//! Stream and event callback routing.
//!
//! The transport's producer calls into the [`StreamRouter`] for every sample
//! block and into the [`EventRouter`] for every device event. Both run on
//! the producer's context, concurrently with control operations.
//!
//! # Stream path
//!
//! At most one handler per channel. Routing a block is O(1): one
//! non-blocking read-lock attempt, an `Arc` clone, a handful of atomic
//! updates and the handler call. It never allocates and never waits on a
//! lock a control operation may hold. Blocks for a channel with no handler
//! (or whose handler is being replaced at that instant) are dropped and
//! counted, never queued.
//!
//! # Event path
//!
//! At most one handler per session. Events are delivered in arrival order
//! and never dropped.

use std::sync::atomic::{AtomicBool, AtomicU8, AtomicU32, AtomicU64, Ordering};
use std::sync::{Arc, RwLock, TryLockError};

use tokio::sync::Notify;

use rsplib_core::events::DeviceEvent;
use rsplib_core::stream::StreamBlock;
use rsplib_core::types::{MAX_TUNERS, Tuner};

// ---------------------------------------------------------------
// Handlers and registration
// ---------------------------------------------------------------

/// Sequencing metadata the router attaches to every delivered block.
#[derive(Debug, Clone, Copy, PartialEq, Eq)]
pub struct Sequence {
    /// Index of this block on its channel since the stream started.
    pub block_index: u64,
    /// `true` if the block's first sample directly follows the previous
    /// block's last. Always `false` after a reset and for the first block.
    pub contiguous: bool,
}

/// Consumer of one channel's sample blocks.
///
/// Runs on the producer's real-time context and must return quickly. The
/// block's buffers are only valid for the duration of the call.
pub trait StreamHandler: Send + Sync {
    fn on_block(&self, block: &StreamBlock<'_>, seq: Sequence);
}

impl<F> StreamHandler for F
where
    F: Fn(&StreamBlock<'_>, Sequence) + Send + Sync,
{
    fn on_block(&self, block: &StreamBlock<'_>, seq: Sequence) {
        self(block, seq)
    }
}

/// Consumer of device events.
pub trait EventHandler: Send + Sync {
    fn on_event(&self, event: &DeviceEvent);
}

impl<F> EventHandler for F
where
    F: Fn(&DeviceEvent) + Send + Sync,
{
    fn on_event(&self, event: &DeviceEvent) {
        self(event)
    }
}

/// The handlers bound to a streaming session.
///
/// Each handler is optional. Per-session context travels in whatever the
/// handlers capture. The session keeps the handlers until uninit, then
/// drops them.
#[derive(Clone, Default)]
pub struct CallbackRegistration {
    pub(crate) stream: [Option<Arc<dyn StreamHandler>>; MAX_TUNERS],
    pub(crate) event: Option<Arc<dyn EventHandler>>,
}

impl CallbackRegistration {
    pub fn new() -> Self {
        Self::default()
    }

    /// Handler for channel A (tuner A).
    pub fn stream_a(self, handler: impl StreamHandler + 'static) -> Self {
        self.stream(Tuner::A, handler)
    }

    /// Handler for channel B (tuner B).
    pub fn stream_b(self, handler: impl StreamHandler + 'static) -> Self {
        self.stream(Tuner::B, handler)
    }

    pub fn stream(mut self, tuner: Tuner, handler: impl StreamHandler + 'static) -> Self {
        self.stream[tuner.index()] = Some(Arc::new(handler));
        self
    }

    pub fn event(mut self, handler: impl EventHandler + 'static) -> Self {
        self.event = Some(Arc::new(handler));
        self
    }

    pub fn has_stream(&self, tuner: Tuner) -> bool {
        self.stream[tuner.index()].is_some()
    }

    pub fn has_event(&self) -> bool {
        self.event.is_some()
    }
}

impl std::fmt::Debug for CallbackRegistration {
    fn fmt(&self, f: &mut std::fmt::Formatter<'_>) -> std::fmt::Result {
        f.debug_struct("CallbackRegistration")
            .field("stream_a", &self.has_stream(Tuner::A))
            .field("stream_b", &self.has_stream(Tuner::B))
            .field("event", &self.has_event())
            .finish()
    }
}

// ---------------------------------------------------------------
// Update confirmation
// ---------------------------------------------------------------

/// Change flags carried on stream blocks.
pub(crate) mod change {
    pub const GAIN: u8 = 0x1;
    pub const RF: u8 = 0x2;
    pub const FS: u8 = 0x4;
}

/// Per-channel waiter for change flags on the stream path.
///
/// The control side arms a mask; the stream side clears bits as blocks
/// report them and wakes the waiter when the mask empties.
#[derive(Default)]
pub(crate) struct Confirmation {
    remaining: AtomicU8,
    done: Notify,
}

impl Confirmation {
    pub(crate) fn arm(&self, mask: u8) {
        self.remaining.store(mask, Ordering::Release);
    }

    pub(crate) fn disarm(&self) {
        self.remaining.store(0, Ordering::Release);
    }

    pub(crate) fn notify(&self) -> &Notify {
        &self.done
    }

    pub(crate) fn is_settled(&self) -> bool {
        self.remaining.load(Ordering::Acquire) == 0
    }

    fn observe(&self, flags: u8) {
        let pending = self.remaining.load(Ordering::Acquire);
        let seen = pending & flags;
        if seen == 0 {
            return;
        }
        let before = self.remaining.fetch_and(!seen, Ordering::AcqRel);
        if before & seen != 0 && before & !seen == 0 {
            self.done.notify_waiters();
        }
    }
}

// ---------------------------------------------------------------
// Stream router
// ---------------------------------------------------------------

/// Delivered and dropped block counts for one channel.
#[derive(Debug, Clone, Copy, PartialEq, Eq, Default)]
pub struct StreamStats {
    pub delivered: u64,
    pub dropped: u64,
}

#[derive(Default)]
struct ChannelRoute {
    handler: RwLock<Option<Arc<dyn StreamHandler>>>,
    primed: AtomicBool,
    next_sample: AtomicU32,
    blocks: AtomicU64,
    delivered: AtomicU64,
    dropped: AtomicU64,
    confirm: Confirmation,
}

impl ChannelRoute {
    fn current(&self) -> Option<Arc<dyn StreamHandler>> {
        match self.handler.try_read() {
            Ok(guard) => guard.clone(),
            Err(TryLockError::Poisoned(p)) => p.into_inner().clone(),
            Err(TryLockError::WouldBlock) => None,
        }
    }

    fn sequence(&self, block: &StreamBlock<'_>) -> Sequence {
        let primed = self.primed.swap(true, Ordering::AcqRel);
        let expected = self
            .next_sample
            .swap(block.next_sample_num(), Ordering::AcqRel);
        Sequence {
            block_index: self.blocks.fetch_add(1, Ordering::Relaxed),
            contiguous: primed && !block.reset && block.first_sample_num == expected,
        }
    }

    fn reset(&self) {
        self.primed.store(false, Ordering::Release);
        self.blocks.store(0, Ordering::Relaxed);
    }
}

/// Routes sample blocks to the per-channel handlers.
#[derive(Default)]
pub struct StreamRouter {
    channels: [ChannelRoute; MAX_TUNERS],
}

impl StreamRouter {
    pub fn new() -> Self {
        Self::default()
    }

    /// Install (or clear) the handler for `tuner`'s channel.
    pub fn register(&self, tuner: Tuner, handler: Option<Arc<dyn StreamHandler>>) {
        let channel = &self.channels[tuner.index()];
        let mut slot = match channel.handler.write() {
            Ok(guard) => guard,
            Err(p) => p.into_inner(),
        };
        *slot = handler;
        channel.reset();
    }

    /// Drop every handler.
    pub fn clear(&self) {
        self.register(Tuner::A, None);
        self.register(Tuner::B, None);
    }

    /// Deliver `block` to `tuner`'s handler, or drop it.
    ///
    /// Returns `true` if a handler received the block.
    pub fn route(&self, tuner: Tuner, block: &StreamBlock<'_>) -> bool {
        let channel = &self.channels[tuner.index()];

        let mut flags = 0;
        if block.gr_changed {
            flags |= change::GAIN;
        }
        if block.rf_changed {
            flags |= change::RF;
        }
        if block.fs_changed {
            flags |= change::FS;
        }
        if flags != 0 {
            channel.confirm.observe(flags);
        }

        let seq = channel.sequence(block);
        match channel.current() {
            Some(handler) => {
                handler.on_block(block, seq);
                channel.delivered.fetch_add(1, Ordering::Relaxed);
                true
            }
            None => {
                channel.dropped.fetch_add(1, Ordering::Relaxed);
                false
            }
        }
    }

    pub fn stats(&self, tuner: Tuner) -> StreamStats {
        let channel = &self.channels[tuner.index()];
        StreamStats {
            delivered: channel.delivered.load(Ordering::Relaxed),
            dropped: channel.dropped.load(Ordering::Relaxed),
        }
    }

    pub(crate) fn confirmation(&self, tuner: Tuner) -> &Confirmation {
        &self.channels[tuner.index()].confirm
    }
}

// ---------------------------------------------------------------
// Event router
// ---------------------------------------------------------------

/// Routes device events to the session's event handler.
#[derive(Default)]
pub struct EventRouter {
    handler: RwLock<Option<Arc<dyn EventHandler>>>,
    delivered: AtomicU64,
}

impl EventRouter {
    pub fn new() -> Self {
        Self::default()
    }

    pub fn register(&self, handler: Option<Arc<dyn EventHandler>>) {
        let mut slot = match self.handler.write() {
            Ok(guard) => guard,
            Err(p) => p.into_inner(),
        };
        *slot = handler;
    }

    /// Deliver `event` to the handler, if one is registered.
    ///
    /// Waits for a concurrent registration change rather than dropping.
    pub fn deliver(&self, event: &DeviceEvent) -> bool {
        let handler = match self.handler.read() {
            Ok(guard) => guard.clone(),
            Err(p) => p.into_inner().clone(),
        };
        match handler {
            Some(handler) => {
                handler.on_event(event);
                self.delivered.fetch_add(1, Ordering::Relaxed);
                true
            }
            None => false,
        }
    }

    pub fn delivered(&self) -> u64 {
        self.delivered.load(Ordering::Relaxed)
    }
}

#[cfg(test)]
mod tests {
    use super::*;
    use std::sync::Mutex;

    use rsplib_core::events::{EventKind, PowerOverload};
    use rsplib_core::types::TunerSelect;

    fn recorder() -> (Arc<Mutex<Vec<(u32, Sequence)>>>, impl StreamHandler) {
        let seen = Arc::new(Mutex::new(Vec::new()));
        let sink = seen.clone();
        let handler = move |block: &StreamBlock<'_>, seq: Sequence| {
            sink.lock().unwrap().push((block.first_sample_num, seq));
        };
        (seen, handler)
    }

    #[test]
    fn blocks_without_handler_are_dropped() {
        let router = StreamRouter::new();
        let xi = [1i16; 8];
        let xq = [2i16; 8];
        assert!(!router.route(Tuner::A, &StreamBlock::new(0, &xi, &xq)));
        assert_eq!(
            router.stats(Tuner::A),
            StreamStats {
                delivered: 0,
                dropped: 1
            }
        );
    }

    #[test]
    fn channels_are_independent() {
        let router = StreamRouter::new();
        let (seen_a, handler_a) = recorder();
        router.register(Tuner::A, Some(Arc::new(handler_a)));
        let xi = [0i16; 4];
        let xq = [0i16; 4];
        assert!(router.route(Tuner::A, &StreamBlock::new(0, &xi, &xq)));
        assert!(!router.route(Tuner::B, &StreamBlock::new(0, &xi, &xq)));
        assert_eq!(seen_a.lock().unwrap().len(), 1);
        assert_eq!(router.stats(Tuner::B).dropped, 1);
    }

    #[test]
    fn contiguity_tracking() {
        let router = StreamRouter::new();
        let (seen, handler) = recorder();
        router.register(Tuner::A, Some(Arc::new(handler)));
        let xi = [0i16; 4];
        let xq = [0i16; 4];

        router.route(Tuner::A, &StreamBlock::new(100, &xi, &xq));
        router.route(Tuner::A, &StreamBlock::new(104, &xi, &xq));
        // Gap.
        router.route(Tuner::A, &StreamBlock::new(200, &xi, &xq));
        // Numerically contiguous, but flagged as a reset.
        let mut reset = StreamBlock::new(204, &xi, &xq);
        reset.reset = true;
        router.route(Tuner::A, &reset);
        router.route(Tuner::A, &StreamBlock::new(208, &xi, &xq));

        let seen = seen.lock().unwrap();
        let contiguous: Vec<bool> = seen.iter().map(|(_, s)| s.contiguous).collect();
        assert_eq!(contiguous, vec![false, true, false, false, true]);
        let indices: Vec<u64> = seen.iter().map(|(_, s)| s.block_index).collect();
        assert_eq!(indices, vec![0, 1, 2, 3, 4]);
    }

    #[test]
    fn reregister_restarts_sequence() {
        let router = StreamRouter::new();
        let (_, first) = recorder();
        router.register(Tuner::A, Some(Arc::new(first)));
        let xi = [0i16; 4];
        let xq = [0i16; 4];
        router.route(Tuner::A, &StreamBlock::new(0, &xi, &xq));

        let (seen, second) = recorder();
        router.register(Tuner::A, Some(Arc::new(second)));
        router.route(Tuner::A, &StreamBlock::new(4, &xi, &xq));
        let seen = seen.lock().unwrap();
        assert_eq!(seen[0].1, Sequence {
            block_index: 0,
            contiguous: false
        });
    }

    #[test]
    fn confirmation_settles_when_all_flags_seen() {
        let router = StreamRouter::new();
        let confirm = router.confirmation(Tuner::A);
        confirm.arm(change::GAIN | change::RF);
        let xi = [0i16; 4];
        let xq = [0i16; 4];

        let mut gain = StreamBlock::new(0, &xi, &xq);
        gain.gr_changed = true;
        router.route(Tuner::A, &gain);
        assert!(!confirm.is_settled());

        let mut rf = StreamBlock::new(4, &xi, &xq);
        rf.rf_changed = true;
        router.route(Tuner::A, &rf);
        assert!(confirm.is_settled());
    }

    #[test]
    fn events_delivered_in_order() {
        let router = EventRouter::new();
        let seen = Arc::new(Mutex::new(Vec::new()));
        let sink = seen.clone();
        router.register(Some(Arc::new(move |ev: &DeviceEvent| {
            sink.lock().unwrap().push(ev.kind.clone());
        })));

        let kinds = [
            EventKind::PowerOverload(PowerOverload::Detected),
            EventKind::PowerOverload(PowerOverload::Corrected),
            EventKind::DeviceRemoved,
        ];
        for kind in &kinds {
            assert!(router.deliver(&DeviceEvent::new(TunerSelect::A, kind.clone())));
        }
        assert_eq!(*seen.lock().unwrap(), kinds.to_vec());
        assert_eq!(router.delivered(), 3);
    }

    #[test]
    fn registration_builder() {
        let reg = CallbackRegistration::new()
            .stream_b(|_: &StreamBlock<'_>, _: Sequence| {})
            .event(|_: &DeviceEvent| {});
        assert!(!reg.has_stream(Tuner::A));
        assert!(reg.has_stream(Tuner::B));
        assert!(reg.has_event());
    }
}
//! rsplib-control: Session, dispatch, and callback routing for rsplib.
//!
//! This crate turns a [`Transport`](rsplib_core::Transport) into a usable
//! receiver session. It owns everything that is stateful about talking to a
//! device: the open/close contract, per-device serialization of control
//! operations, the staged parameter tree, and the routing of stream blocks
//! and events from the transport's producer to application handlers.
//!
//! # Key types
//!
//! - [`Api`] / [`ApiBuilder`] -- service session and its configuration
//! - [`RspDevice`] -- a selected device and its control operations
//! - [`ParamsRef`] -- staged access to a device's parameter tree
//! - [`CallbackRegistration`] -- stream and event handlers for `init`

pub mod api;
pub mod builder;
pub mod device;
pub mod router;

mod dispatcher;
mod duo;
mod state;

pub use api::Api;
pub use builder::{ApiBuilder, ApiConfig, PendingPolicy};
pub use device::RspDevice;
pub use router::{
    CallbackRegistration, EventHandler, EventRouter, Sequence, StreamHandler, StreamRouter,
    StreamStats,
};
pub use state::{ParamsRef, Transition};
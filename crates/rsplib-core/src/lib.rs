//! rsplib-core: Core types, parameter store, and transport traits for rsplib.
//!
//! This crate defines the backend-agnostic pieces of receiver control. The
//! session logic in `rsplib-control` and every transport backend depend on
//! these types.
//!
//! # Key types
//!
//! - [`DeviceParams`] -- the validating parameter store
//! - [`ReasonSet`] / [`Field`] -- reason-for-update encoding
//! - [`Transport`] / [`CallbackSink`] -- the service boundary
//! - [`DeviceEvent`] / [`StreamBlock`] -- what the producer delivers
//! - [`Error`] / [`ApiStatus`] / [`Result`] -- error handling

pub mod error;
pub mod events;
pub mod gain;
pub mod params;
pub mod reason;
pub mod stream;
pub mod transport;
pub mod types;

// Re-export key types at crate root for ergonomic `use rsplib_core::*`.
pub use error::{ApiStatus, Error, ErrorInfo, Result};
pub use events::{DeviceEvent, DuoModeChange, EventKind, PowerOverload};
pub use gain::{GainValues, LnaPath, MinGainReduction};
pub use params::{DeviceParams, ResetKind, RxChannelParams};
pub use reason::{Field, Reason, ReasonDomain, ReasonSet, encode};
pub use stream::StreamBlock;
pub use transport::{ApplyReport, CallbackSink, DuoModeSwap, Transport, UpdateBatch};
pub use types::*;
========================================
[Exercise objective]: Could you set down exactly the lines from the one containing "Re-export key types" through the last line of the records above, both included?

[Answer space]:
// Re-export key types at crate root for ergonomic `use rsplib_core::*`.
pub use error::{ApiStatus, Error, ErrorInfo, Result};
pub use events::{DeviceEvent, DuoModeChange, EventKind, PowerOverload};
pub use gain::{GainValues, LnaPath, MinGainReduction};
pub use params::{DeviceParams, ResetKind, RxChannelParams};
pub use reason::{Field, Reason, ReasonDomain, ReasonSet, encode};
pub use stream::StreamBlock;
pub use transport::{ApplyReport, CallbackSink, DuoModeSwap, Transport, UpdateBatch};
pub use types::*;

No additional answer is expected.